American internal medicine physician and toxicologist

Findlay Ewing Russell (1 September 1919 – 21 August 2011) was an American internal medicine physician and toxicologist. He pursued a research interest in venomous and poisonous animals and the effects of toxins on the human nervous system and was widely acknowledged as one of the world's leading authorities on snakes and the pharmacology of snake venoms. Consulting work for the United Nations and various governmental agencies took him all over the world.

==Biography==
Russell served as a U.S. Army medic in World War II. He graduated from Loma Linda University School of Medicine in 1951. As an intern at Los Angeles County General Hospital (now the Los Angeles County and USC Medical Center), Russell applied for a research fellowship in neurophysiology in the Biology Division at Caltech under Professor Anthonie Van Harreveld. He was a Caltech research fellow from 1951 to 1953. By 1953 he was publishing studies on the venom of stingrays and continued to study the venoms of many species throughout his career.

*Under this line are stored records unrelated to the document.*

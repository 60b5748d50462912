use serde::{Deserialize, Serialize};
use std::fmt;
use std::future::Future;
use std::pin::Pin;
use std::sync::Arc;
use std::time::Duration;
use thiserror::Error;
use tokio::time::sleep;

use crate::debug_log::DebugLog;

mod bus;

pub use bus::{PageAgent, RequestHandler, TabBus};

#[derive(Debug, Clone, Copy, PartialEq, Eq, Serialize, Deserialize)]
pub enum Action {
    #[serde(rename = "TRANSLATE_PAGE")]
    TranslatePage,
}

/// Message asking a tab to translate every image it shows.
#[derive(Debug, Clone, PartialEq, Eq, Serialize, Deserialize)]
pub struct TranslateRequest {
    pub action: Action,
    pub source: String,
    pub target: String,
}

impl TranslateRequest {
    pub fn translate_page(source: impl Into<String>, target: impl Into<String>) -> Self {
        Self {
            action: Action::TranslatePage,
            source: source.into(),
            target: target.into(),
        }
    }
}

#[derive(Debug, Clone, Copy, PartialEq, Eq, Serialize, Deserialize)]
#[serde(rename_all = "lowercase")]
pub enum AckStatus {
    Started,
}

impl fmt::Display for AckStatus {
    fn fmt(&self, f: &mut fmt::Formatter<'_>) -> fmt::Result {
        match self {
            AckStatus::Started => f.write_str("started"),
        }
    }
}

/// Sent back as soon as the receiver accepts the work, not when it finishes.
#[derive(Debug, Clone, Copy, PartialEq, Eq, Serialize, Deserialize)]
pub struct Ack {
    pub status: AckStatus,
}

impl Ack {
    pub fn started() -> Self {
        Self {
            status: AckStatus::Started,
        }
    }
}

#[derive(Debug, Clone, PartialEq, Eq, Error)]
pub enum DeliveryError {
    #[error("no receiver is listening in the tab")]
    NoReceiver,
    #[error("injection denied: {0}")]
    InjectionDenied(String),
    #[error("delivery failed: {0}")]
    Other(String),
    #[error("no receiver after {attempts} attempt(s)")]
    Exhausted { attempts: usize },
}

#[derive(Debug, Clone, PartialEq, Eq, Hash)]
pub struct TabId(pub u32);

impl fmt::Display for TabId {
    fn fmt(&self, f: &mut fmt::Formatter<'_>) -> fmt::Result {
        write!(f, "#{}", self.0)
    }
}

pub type DeliveryFuture<'a, T> = Pin<Box<dyn Future<Output = Result<T, DeliveryError>> + Send + 'a>>;

/// Transport between the trigger and a tab's page context.
pub trait MessageChannel: Send + Sync {
    fn send<'a>(&'a self, tab: &'a TabId, request: &'a TranslateRequest) -> DeliveryFuture<'a, Ack>;
    /// Installs the receiver into the tab.
    fn inject<'a>(&'a self, tab: &'a TabId) -> DeliveryFuture<'a, ()>;
}

#[derive(Debug, Clone)]
pub struct DeliveryConfig {
    pub max_attempts: usize,
    pub inject_delay: Duration,
}

impl Default for DeliveryConfig {
    fn default() -> Self {
        Self {
            max_attempts: 3,
            inject_delay: Duration::from_millis(500),
        }
    }
}

/// Sends a request, injecting the receiver once if the tab has none yet.
pub struct Deliverer {
    channel: Arc<dyn MessageChannel>,
    config: DeliveryConfig,
    log: DebugLog,
}

impl Deliverer {
    pub fn new(channel: Arc<dyn MessageChannel>, config: DeliveryConfig, log: DebugLog) -> Self {
        Self {
            channel,
            config,
            log,
        }
    }

    pub async fn deliver(&self, tab: &TabId, request: &TranslateRequest) -> Result<Ack, DeliveryError> {
        let max_attempts = self.config.max_attempts.max(1);
        let mut injected = false;
        for attempt in 1..=max_attempts {
            self.log.info(format!(
                "sending {}->{} request to tab {} (attempt {}/{})",
                request.source, request.target, tab, attempt, max_attempts
            ));
            match self.channel.send(tab, request).await {
                Ok(ack) => {
                    self.log
                        .success(format!("tab {} acknowledged: {}", tab, ack.status));
                    return Ok(ack);
                }
                Err(DeliveryError::NoReceiver) => {
                    self.log.warn(format!("no receiver in tab {}", tab));
                    if attempt == max_attempts {
                        break;
                    }
                    if !injected {
                        self.log.info(format!("injecting page agent into tab {}", tab));
                        if let Err(err) = self.channel.inject(tab).await {
                            self.log
                                .error(format!("could not inject into tab {}: {}", tab, err));
                            return Err(err);
                        }
                        injected = true;
                    }
                    sleep(self.config.inject_delay).await;
                }
                Err(err) => {
                    self.log
                        .error(format!("sending to tab {} failed: {}", tab, err));
                    return Err(err);
                }
            }
        }
        let err = DeliveryError::Exhausted {
            attempts: max_attempts,
        };
        self.log.error(format!("giving up on tab {}: {}", tab, err));
        Err(err)
    }
}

His research on stingray venom was eventually supported by Office of Naval Research. His colleagues at Caltech included Howard Teas and Richard Schweets and he came under the influence Max Delbrück. Other associates included George Wells Beadle, Arie Jan Haagen-Smit and Nobelists William Shockley and Linus Pauling (he treated Pauling's dog with vitamin C injections). During this time he also taught students ballroom dancing and organized dances with Pasadena City College.

In 1953 Russell moved to the Huntington Institute of Medical Research at the Huntington Hospital in Pasadena. He left Huntington for a professorship at University of Southern California in 1955. He served as professor of neurology, biology and physiology at USC and as director of the Laboratory of Neurological Research and Venom Poisoning Center at Los Angeles County-USC Medical Center. He worked with Drs. Weil and Shubin in the USC Shock Research Unit developing protocols to use Anti-venom in allergic patients. This was critical as the anti-venom was horse serum based. Russell joined the faculty of the University of Arizona College of Pharmacy in 1981.

Throughout his career, he authored over 120 peer-reviewed publications and countless chapters on venoms in medical, pharmacological, and toxicological texts. He was instrumental in setting up the journal Toxicon in 1962 and he was an editor from 1962 until 1979. In collaboration with Paul R. Saunders, Russell organised an international symposium on animal toxins, held in Atlantic City in April 1966. It was attended by over 80 participants and the papers were published the following year.

Together with John Sullivan, Russell developed a method for the purification of antivenom that led to the licensure of Crotalidae Polyvalent Immune Fab (CroFab) for the treatment of pit viper bite.

He was known for his wit, his passion for steam engines and vintage cars, and his extensive collections of spiders, scorpions, and rattlesnakes. Russell died in August 2011, a few days before his 92nd birthday.

==Awards and accolades==
- Honorary Doctor of Laws degree, University of California, Santa Barbara (1989)
- The UA College of Pharmacy established the Findlay E. Russell Distinguished Citizen Award in his honor and named him the first recipient in 1992
- Honorary member, Society of Toxicology (2000)
- Fulbright Scholar
- Consultant, World Health Organization, Doctors Without Borders, and the National Science Foundation

==Works==

===Articles===
- Russell, Findlay E. (1960). "Snake Venom Poisoning in Southern California"
- Russell, Findlay E. (1980). "Snake Venom Poisoning in the United States"
- Russell, F (1987). "Another warning about electric shock for snakebite"
- Russell, F. E. (1990). "When a snake strikes"'"

===Books===
- Russell, F. E. and Richard S. Scharffenberg (1964), Bibliography of Snake Venoms and Venomous Snakes; Bibliographic Associates
- Russell, F. E. (1965), Marine Toxins and Venomous and Poisonous Marine Animals; Academic Press.
- Russell, F. E. (1983), Snake Venom Poisoning; Scholium Intl
- Russell, F. E. and Rachakonda Nagabushanam (1997), The Venomous and Poisonous Marine Invertebrates of the Indian Ocean; Science Pub Inc.
- Russell, F. E. and James R. Campbell (2015), "Venomous Terrestrial Snakes of the Middle East"; Edition Chimaira.